== WHAT TO WORK ON ==
Look through the lines below for the word "NewCustomer", and copy every line that has it.

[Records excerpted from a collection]
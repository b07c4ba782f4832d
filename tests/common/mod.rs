// Allow dead_code because these helpers are used across different test files
// which are compiled separately
#![allow(dead_code)]

use anyhow::Result;
use ryugaku::application::CustomerService;
use ryugaku::domain::{CustomerRecord, NewCustomer, PaymentStatus};
use tempfile::TempDir;

/// Helper to create a test service with a temporary database
pub async fn test_service() -> Result<(CustomerService, TempDir)> {
    let temp_dir = TempDir::new()?;
    let db_path = temp_dir.path().join("test.db");
    let service = CustomerService::init(db_path.to_str().unwrap()).await?;
    Ok((service, temp_dir))
}

/// Path of the database file inside a test directory
pub fn db_path(temp_dir: &TempDir) -> String {
    temp_dir.path().join("test.db").to_str().unwrap().to_string()
}

/// Registration form with the fields reports care about
pub fn form(
    name: &str,
    counselor: &str,
    received: &str,
    profit: &str,
    status: &str,
) -> NewCustomer {
    NewCustomer {
        name: name.into(),
        email: format!("{}@example.com", name.to_lowercase().replace(' ', ".")),
        program_name: "Language course".into(),
        school_name: "Vancouver English Centre".into(),
        total_amount_received: received.into(),
        amount_paid_to_school: String::new(),
        agency_profit: profit.into(),
        payment_status: status.into(),
        program_start_date: "2024-04-01".into(),
        program_end_date: "2024-09-30".into(),
        assigned_to: counselor.into(),
        ..Default::default()
    }
}

/// Test fixture: a small agency roster
pub struct StandardCustomers;

impl StandardCustomers {
    /// Alice and Alan with Sato, Bob with Tanaka, 山田 unassigned
    pub async fn create(service: &CustomerService) -> Result<Vec<CustomerRecord>> {
        let mut created = Vec::new();
        for f in [
            form("Alice Smith", "Sato", "500000", "100000", PaymentStatus::COMPLETED),
            form("Bob Jones", "Tanaka", "300000", "50000", PaymentStatus::UNPAID),
            form("Alan Park", "Sato", "200000", "25000", PaymentStatus::PARTIALLY_PAID),
            form("山田 太郎", "", "150000", "30000", PaymentStatus::COMPLETED),
        ] {
            created.push(service.create_customer(f).await?);
        }
        Ok(created)
    }
}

== YOUR RESPONSE ==
use ryugaku::domain::{CustomerRecord, NewCustomer, PaymentStatus};
) -> NewCustomer {
    NewCustomer {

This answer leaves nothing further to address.